It is a real pleasure to respond to the debate on behalf of the Opposition. The Bill, as many colleagues have indicated, purportedly aims to provide the UK with an appropriate system to stop the corrupt and the criminal from benefiting from our British financial system. I will first consider the sanctions-related matters before looking at the money laundering matters, although they are of course intrinsically linked.
As with much of the Government’s Brexit-related legislation, many concerns have been expressed about the lack of parliamentary oversight of the Bill’s provisions. As my hon. Friend the Member for Bishop Auckland (Helen Goodman) set out, many positive changes were made when the Bill was discussed in the other place, and they must not now be rolled back in this place. Other matters of concern persist, as indicated by the hon. Members for Glasgow Central (Alison Thewliss) and for East Dunbartonshire (Jo Swinson), and echoed in the calls for clarity from the hon. Member for Huntingdon (Mr Djanogly).

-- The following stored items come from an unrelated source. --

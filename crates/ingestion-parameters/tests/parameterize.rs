use chrono::NaiveDate;
use ingestion_parameters::{
    parameterize, parameterize_all, Dataset, EncodedValue, ParameterError, ScalarValue, TypeHint,
};
use serde_json::json;

fn product_columns() -> Vec<String> {
    vec!["product_id".into(), "product_name".into(), "embedding".into()]
}

#[test]
fn text_and_float_columns_encode_without_hints() {
    let set = parameterize(&["product_id", "rating"], &["P1".into(), 4.5_f64.into()])
        .expect("row encodes");
    assert_eq!(
        serde_json::to_value(&set).unwrap(),
        json!([
            {"name": "product_id", "value": {"stringValue": "P1"}},
            {"name": "rating", "value": {"doubleValue": 4.5}}
        ])
    );
}

#[test]
fn embedding_column_binds_as_double_array() {
    let set = parameterize(&["embedding"], &[ScalarValue::vector([0.1, 0.2, 0.3])])
        .expect("row encodes");
    assert_eq!(
        serde_json::to_value(&set).unwrap(),
        json!([
            {"name": "embedding", "value": {"arrayValue": {"doubleValues": [0.1, 0.2, 0.3]}}}
        ])
    );
}

#[test]
fn timestamp_column_carries_hint() {
    let created_at = NaiveDate::from_ymd_opt(2024, 1, 1)
        .and_then(|d| d.and_hms_opt(12, 0, 0))
        .expect("valid timestamp");
    let set = parameterize(&["created_at"], &[created_at.into()]).expect("row encodes");
    assert_eq!(set.len(), 1);
    assert_eq!(set[0].value, EncodedValue::String("2024-01-01 12:00:00".into()));
    assert_eq!(set[0].type_hint, Some(TypeHint::Timestamp));
    assert_eq!(
        serde_json::to_value(&set[0]).unwrap(),
        json!({
            "name": "created_at",
            "value": {"stringValue": "2024-01-01 12:00:00"},
            "typeHint": "TIMESTAMP"
        })
    );
}

#[test]
fn batch_preserves_row_order() {
    let dataset = Dataset::from_rows(
        product_columns(),
        vec![
            vec!["P1".into(), "Cable".into(), ScalarValue::vector([0.1, 0.2])],
            vec!["P2".into(), "Charger".into(), ScalarValue::vector([0.3, 0.4])],
            vec!["P3".into(), "Hub".into(), ScalarValue::Vector(vec![None, None])],
        ],
    )
    .expect("consistent rows");

    let sets = parameterize_all(&dataset).expect("batch encodes");
    assert_eq!(sets.len(), 3);
    for (set, expected) in sets.iter().zip(["P1", "P2", "P3"]) {
        assert_eq!(set.len(), 3);
        assert_eq!(set[0].value, EncodedValue::String(expected.into()));
    }
    assert_eq!(sets[2][2].value, EncodedValue::Null);
}

#[test]
fn unsupported_value_aborts_the_batch_at_its_row() {
    let mapping = ScalarValue::from_json(&json!({"nested": {"k": 1}}));
    assert!(matches!(
        mapping,
        Err(ParameterError::UnsupportedValueType { .. })
    ));

    let dataset = Dataset::from_rows(
        product_columns(),
        vec![
            vec!["P1".into(), "Cable".into(), ScalarValue::vector([0.1])],
            vec!["P2".into(), "Charger".into(), ScalarValue::Vector(vec![Some(0.3), None])],
            vec!["P3".into(), "Hub".into(), ScalarValue::vector([0.5])],
        ],
    )
    .expect("consistent rows");

    let err = parameterize_all(&dataset).expect_err("row 2 is malformed");
    assert_eq!(err.row_index(), Some(1));
    assert!(err.is_unsupported_value());
}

We still lack clarity over the extent to which our sanctions regime will be aligned with that of the EU 27. The evidence is clear that sanctions are more effective when imposed collectively—the hon. Members for Glasgow Central and for Huntingdon made that point very well. I was disappointed by the Foreign Secretary’s comments in this regard, which I thought were contradictory; he simultaneously admitted that unilateralism might not be effective while vaunting the possibilities of a totally independent regime. There are no indications in the Bill of how we will concretely ensure the continued co-ordination that is so necessary in this area.
We heard in the debate some persuasive arguments about the need for stronger commitments in the Bill, not just fleeting mentions, on the necessity for sanctions to target those responsible for human rights violations, particularly those responsible for gross human rights violations, as in the so-called Magnitsky regimes. The right hon. Member for Sutton Coldfield (Mr Mitchell) spelled out clearly the reasons for such an explicit approach. I hope that Government Members will have listened to those arguments.
Finally in relation to the sanctions-related provisions, the hon. Members for Glasgow Central and for East Dunbartonshire mentioned the need to ensure that measures are appropriately calibrated so that they target criminal individuals and terrorists, not legitimate aid agencies and financial service providers delivering legitimate services. It is essential that we have accurate and appropriately granular mechanisms in that regard.
Let me move on to money laundering. I was very pleased, as I am sure were many Members, about the informative and courteous style of debate that we have had on money laundering tonight. I am afraid that is in contrast to the comments on money laundering from the Government when introducing the Bill, which I thought were disturbingly brief. It is clear that the problem of money laundering is getting worse, not better. I will not go into all the arguments and evidence on that now, because that has been done very ably by other Opposition Members, not least my hon. Friend the Member for Ealing Central and Acton (Dr Huq). At the centre of the UK’s problems with money laundering lies a lack of transparency and accountability, both of which are essential if we are to ensure that the criminal and the corrupt do not profit from our leaky financial system.
On the issue of public registers of beneficial ownership in our associated territories, may I say what a powerful tour de force we have had from the right hon. Members for Arundel and South Downs (Nick Herbert) and for Sutton Coldfield? I am sure that the right hon. Member for Arundel and South Downs, as a former Home Office Minister, has a huge insight into the damage being done by the lack of transparency in this area, aiding international criminals. The Government must listen to the uncomfortable truth that he has set out so ably tonight.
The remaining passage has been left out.